• _Problem requirements_
Where the string "none" occurs in a line of the entries below, copy that line.

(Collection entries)
------------------------------------------------------------------------
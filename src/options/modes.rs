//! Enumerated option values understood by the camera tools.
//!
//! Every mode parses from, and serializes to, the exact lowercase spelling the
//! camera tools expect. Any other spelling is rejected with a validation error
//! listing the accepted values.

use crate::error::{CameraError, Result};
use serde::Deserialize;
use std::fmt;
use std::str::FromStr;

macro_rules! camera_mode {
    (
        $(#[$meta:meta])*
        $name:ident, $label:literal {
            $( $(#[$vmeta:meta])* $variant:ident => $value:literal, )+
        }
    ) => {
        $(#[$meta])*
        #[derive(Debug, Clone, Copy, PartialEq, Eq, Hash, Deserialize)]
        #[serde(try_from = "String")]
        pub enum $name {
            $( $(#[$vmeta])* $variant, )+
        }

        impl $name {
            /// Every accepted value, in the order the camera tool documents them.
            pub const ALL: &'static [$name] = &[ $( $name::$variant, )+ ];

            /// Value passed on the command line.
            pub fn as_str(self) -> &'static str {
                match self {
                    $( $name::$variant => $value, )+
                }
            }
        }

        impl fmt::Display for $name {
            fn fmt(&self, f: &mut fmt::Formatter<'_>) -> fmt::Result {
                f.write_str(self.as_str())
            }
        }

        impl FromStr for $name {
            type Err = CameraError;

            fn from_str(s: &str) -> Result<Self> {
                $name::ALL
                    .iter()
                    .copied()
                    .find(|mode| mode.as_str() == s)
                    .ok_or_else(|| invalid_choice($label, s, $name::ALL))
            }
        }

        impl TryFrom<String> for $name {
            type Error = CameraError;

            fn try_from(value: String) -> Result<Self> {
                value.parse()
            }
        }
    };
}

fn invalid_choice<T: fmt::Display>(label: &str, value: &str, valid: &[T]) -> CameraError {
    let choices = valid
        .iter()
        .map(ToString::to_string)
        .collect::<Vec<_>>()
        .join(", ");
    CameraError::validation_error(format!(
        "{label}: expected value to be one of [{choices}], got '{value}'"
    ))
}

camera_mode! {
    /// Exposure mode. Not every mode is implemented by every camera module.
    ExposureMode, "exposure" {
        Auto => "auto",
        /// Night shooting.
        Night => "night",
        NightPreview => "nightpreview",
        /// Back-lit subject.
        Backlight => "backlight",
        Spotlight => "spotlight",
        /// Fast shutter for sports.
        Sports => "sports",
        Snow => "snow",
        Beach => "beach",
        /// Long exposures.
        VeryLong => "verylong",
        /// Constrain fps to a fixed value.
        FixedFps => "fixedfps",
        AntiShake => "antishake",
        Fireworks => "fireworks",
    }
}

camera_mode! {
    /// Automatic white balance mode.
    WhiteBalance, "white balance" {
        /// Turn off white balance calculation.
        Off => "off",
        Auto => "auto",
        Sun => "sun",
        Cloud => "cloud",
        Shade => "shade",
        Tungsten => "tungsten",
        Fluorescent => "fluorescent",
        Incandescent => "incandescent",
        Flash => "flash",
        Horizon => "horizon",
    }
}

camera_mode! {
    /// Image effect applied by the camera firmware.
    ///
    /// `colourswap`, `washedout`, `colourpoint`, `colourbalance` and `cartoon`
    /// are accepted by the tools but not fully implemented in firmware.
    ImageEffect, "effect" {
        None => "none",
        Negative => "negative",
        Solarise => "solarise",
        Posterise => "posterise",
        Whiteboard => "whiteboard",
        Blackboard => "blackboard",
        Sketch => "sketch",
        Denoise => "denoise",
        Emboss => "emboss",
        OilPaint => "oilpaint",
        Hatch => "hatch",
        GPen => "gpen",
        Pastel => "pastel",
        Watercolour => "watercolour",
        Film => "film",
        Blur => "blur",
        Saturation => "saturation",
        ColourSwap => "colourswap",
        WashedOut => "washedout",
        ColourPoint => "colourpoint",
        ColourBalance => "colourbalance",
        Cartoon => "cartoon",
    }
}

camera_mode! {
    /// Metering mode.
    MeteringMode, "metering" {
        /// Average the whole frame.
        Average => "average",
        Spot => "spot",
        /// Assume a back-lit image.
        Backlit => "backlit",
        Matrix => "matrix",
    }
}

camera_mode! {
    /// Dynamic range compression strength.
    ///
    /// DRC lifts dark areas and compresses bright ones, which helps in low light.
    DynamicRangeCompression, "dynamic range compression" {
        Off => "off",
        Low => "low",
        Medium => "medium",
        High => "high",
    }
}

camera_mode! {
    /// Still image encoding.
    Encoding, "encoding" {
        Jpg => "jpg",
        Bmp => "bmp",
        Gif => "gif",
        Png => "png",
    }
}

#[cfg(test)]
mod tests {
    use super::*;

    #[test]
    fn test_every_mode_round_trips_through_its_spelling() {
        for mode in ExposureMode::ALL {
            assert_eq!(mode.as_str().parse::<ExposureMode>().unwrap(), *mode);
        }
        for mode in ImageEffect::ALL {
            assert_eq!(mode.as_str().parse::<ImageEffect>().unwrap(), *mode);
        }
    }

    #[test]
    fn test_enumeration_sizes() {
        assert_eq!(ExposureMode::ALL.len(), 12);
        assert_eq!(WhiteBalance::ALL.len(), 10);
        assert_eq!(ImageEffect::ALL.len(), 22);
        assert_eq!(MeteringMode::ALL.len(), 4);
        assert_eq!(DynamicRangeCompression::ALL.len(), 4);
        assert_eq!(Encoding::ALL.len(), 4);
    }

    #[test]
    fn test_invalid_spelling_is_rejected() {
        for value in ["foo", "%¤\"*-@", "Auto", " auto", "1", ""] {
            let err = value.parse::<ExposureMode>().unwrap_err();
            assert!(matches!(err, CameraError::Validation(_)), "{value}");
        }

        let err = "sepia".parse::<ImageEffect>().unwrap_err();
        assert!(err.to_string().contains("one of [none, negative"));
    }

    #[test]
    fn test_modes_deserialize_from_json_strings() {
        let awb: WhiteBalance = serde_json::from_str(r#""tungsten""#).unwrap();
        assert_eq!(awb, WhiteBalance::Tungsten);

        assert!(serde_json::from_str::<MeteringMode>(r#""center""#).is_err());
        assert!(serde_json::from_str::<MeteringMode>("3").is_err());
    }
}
------------------------------------------------------------------------
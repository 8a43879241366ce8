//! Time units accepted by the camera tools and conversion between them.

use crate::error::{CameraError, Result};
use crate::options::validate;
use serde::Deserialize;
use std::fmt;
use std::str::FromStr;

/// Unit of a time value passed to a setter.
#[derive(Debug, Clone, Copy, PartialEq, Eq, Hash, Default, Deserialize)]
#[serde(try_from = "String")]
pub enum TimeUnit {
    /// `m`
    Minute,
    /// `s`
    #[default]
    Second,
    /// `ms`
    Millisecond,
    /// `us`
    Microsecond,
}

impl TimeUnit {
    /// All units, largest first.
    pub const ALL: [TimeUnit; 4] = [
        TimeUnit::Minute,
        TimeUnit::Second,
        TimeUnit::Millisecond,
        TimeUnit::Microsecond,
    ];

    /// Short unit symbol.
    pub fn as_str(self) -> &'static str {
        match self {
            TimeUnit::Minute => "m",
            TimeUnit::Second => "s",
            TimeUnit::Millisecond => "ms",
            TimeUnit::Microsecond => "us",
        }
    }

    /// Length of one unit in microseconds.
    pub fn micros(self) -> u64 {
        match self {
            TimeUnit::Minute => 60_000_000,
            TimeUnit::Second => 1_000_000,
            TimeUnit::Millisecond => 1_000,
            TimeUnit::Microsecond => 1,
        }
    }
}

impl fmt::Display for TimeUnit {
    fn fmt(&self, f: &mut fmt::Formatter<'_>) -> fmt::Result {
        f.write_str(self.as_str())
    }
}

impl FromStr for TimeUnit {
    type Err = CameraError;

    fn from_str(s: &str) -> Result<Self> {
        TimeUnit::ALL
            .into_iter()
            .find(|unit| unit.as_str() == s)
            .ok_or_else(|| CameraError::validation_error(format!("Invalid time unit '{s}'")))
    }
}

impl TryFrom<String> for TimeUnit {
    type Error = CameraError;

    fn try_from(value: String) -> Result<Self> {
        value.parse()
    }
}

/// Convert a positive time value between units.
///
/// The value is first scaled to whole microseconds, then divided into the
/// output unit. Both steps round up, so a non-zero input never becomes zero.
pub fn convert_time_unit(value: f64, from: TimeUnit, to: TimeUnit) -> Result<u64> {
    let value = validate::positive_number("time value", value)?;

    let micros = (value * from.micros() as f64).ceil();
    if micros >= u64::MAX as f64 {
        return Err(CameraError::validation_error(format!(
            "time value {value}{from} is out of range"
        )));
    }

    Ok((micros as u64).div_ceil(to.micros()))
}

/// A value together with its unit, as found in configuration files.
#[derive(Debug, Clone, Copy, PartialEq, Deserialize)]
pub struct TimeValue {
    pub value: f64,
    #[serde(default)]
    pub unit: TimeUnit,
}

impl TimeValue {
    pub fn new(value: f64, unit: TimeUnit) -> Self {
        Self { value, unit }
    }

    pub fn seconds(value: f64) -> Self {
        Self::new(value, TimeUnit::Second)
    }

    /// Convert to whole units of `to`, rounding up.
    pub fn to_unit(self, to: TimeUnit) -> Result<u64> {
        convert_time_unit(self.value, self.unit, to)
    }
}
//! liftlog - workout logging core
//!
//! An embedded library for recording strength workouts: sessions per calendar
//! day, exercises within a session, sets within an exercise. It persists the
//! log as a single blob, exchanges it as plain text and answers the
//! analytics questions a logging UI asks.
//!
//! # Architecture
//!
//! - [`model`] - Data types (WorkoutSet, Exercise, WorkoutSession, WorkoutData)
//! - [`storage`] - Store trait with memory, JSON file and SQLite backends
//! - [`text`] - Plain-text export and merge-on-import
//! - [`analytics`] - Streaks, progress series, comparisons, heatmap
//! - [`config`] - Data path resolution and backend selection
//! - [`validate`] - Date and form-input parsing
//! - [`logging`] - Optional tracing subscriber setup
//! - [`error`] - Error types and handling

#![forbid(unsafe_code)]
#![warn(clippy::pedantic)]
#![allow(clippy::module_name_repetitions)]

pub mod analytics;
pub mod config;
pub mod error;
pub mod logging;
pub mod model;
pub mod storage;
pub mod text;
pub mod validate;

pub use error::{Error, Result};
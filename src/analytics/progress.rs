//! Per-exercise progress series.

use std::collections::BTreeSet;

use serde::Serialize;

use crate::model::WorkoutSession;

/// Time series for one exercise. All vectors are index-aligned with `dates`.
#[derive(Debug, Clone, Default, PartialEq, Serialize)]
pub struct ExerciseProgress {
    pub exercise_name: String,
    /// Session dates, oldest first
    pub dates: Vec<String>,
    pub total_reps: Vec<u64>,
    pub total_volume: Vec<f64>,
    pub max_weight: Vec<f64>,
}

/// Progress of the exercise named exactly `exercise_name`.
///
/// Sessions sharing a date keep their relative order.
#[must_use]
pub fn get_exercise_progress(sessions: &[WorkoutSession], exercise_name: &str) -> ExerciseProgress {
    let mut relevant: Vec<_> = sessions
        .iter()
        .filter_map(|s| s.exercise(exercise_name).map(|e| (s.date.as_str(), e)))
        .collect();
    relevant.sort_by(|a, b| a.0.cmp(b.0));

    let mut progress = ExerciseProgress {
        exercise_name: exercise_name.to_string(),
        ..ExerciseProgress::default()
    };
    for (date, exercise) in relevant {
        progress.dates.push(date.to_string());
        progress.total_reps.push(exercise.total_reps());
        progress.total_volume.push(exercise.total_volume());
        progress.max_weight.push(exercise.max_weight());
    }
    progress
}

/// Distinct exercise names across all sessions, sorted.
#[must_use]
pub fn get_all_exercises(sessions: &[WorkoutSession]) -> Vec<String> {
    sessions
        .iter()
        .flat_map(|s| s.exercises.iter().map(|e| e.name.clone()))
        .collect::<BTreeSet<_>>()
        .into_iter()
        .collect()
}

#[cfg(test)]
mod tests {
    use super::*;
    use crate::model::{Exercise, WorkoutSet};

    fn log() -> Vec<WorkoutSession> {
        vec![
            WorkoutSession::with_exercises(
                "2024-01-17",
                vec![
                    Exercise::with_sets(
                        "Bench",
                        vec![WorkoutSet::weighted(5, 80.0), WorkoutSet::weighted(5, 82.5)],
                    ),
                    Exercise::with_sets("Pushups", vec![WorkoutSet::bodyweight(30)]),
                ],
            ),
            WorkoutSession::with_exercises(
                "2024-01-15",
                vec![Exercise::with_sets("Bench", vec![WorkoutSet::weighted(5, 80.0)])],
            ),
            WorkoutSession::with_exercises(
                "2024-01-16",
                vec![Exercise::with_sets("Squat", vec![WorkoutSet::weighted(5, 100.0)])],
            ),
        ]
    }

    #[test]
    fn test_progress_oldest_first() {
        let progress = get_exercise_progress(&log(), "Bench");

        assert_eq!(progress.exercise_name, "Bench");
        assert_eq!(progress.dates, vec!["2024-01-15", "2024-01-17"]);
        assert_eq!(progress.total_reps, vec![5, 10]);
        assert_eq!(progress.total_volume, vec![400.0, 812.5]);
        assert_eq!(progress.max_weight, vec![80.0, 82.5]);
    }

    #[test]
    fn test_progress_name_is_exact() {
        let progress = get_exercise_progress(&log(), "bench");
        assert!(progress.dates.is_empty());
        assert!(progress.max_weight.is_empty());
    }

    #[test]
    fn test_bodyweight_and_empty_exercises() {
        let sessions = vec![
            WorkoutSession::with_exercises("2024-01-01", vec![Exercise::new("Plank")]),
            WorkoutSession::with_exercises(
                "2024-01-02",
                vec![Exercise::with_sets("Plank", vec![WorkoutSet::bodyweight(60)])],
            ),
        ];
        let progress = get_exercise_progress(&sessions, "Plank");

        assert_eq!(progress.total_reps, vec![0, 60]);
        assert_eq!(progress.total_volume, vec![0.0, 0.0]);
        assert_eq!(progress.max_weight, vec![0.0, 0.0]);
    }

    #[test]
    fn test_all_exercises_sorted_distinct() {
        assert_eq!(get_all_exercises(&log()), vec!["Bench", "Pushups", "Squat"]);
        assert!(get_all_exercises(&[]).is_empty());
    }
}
------------------------------------------------------------------------
• _Result for this task_
        None => "none",
        assert!(err.to_string().contains("one of [none, negative"));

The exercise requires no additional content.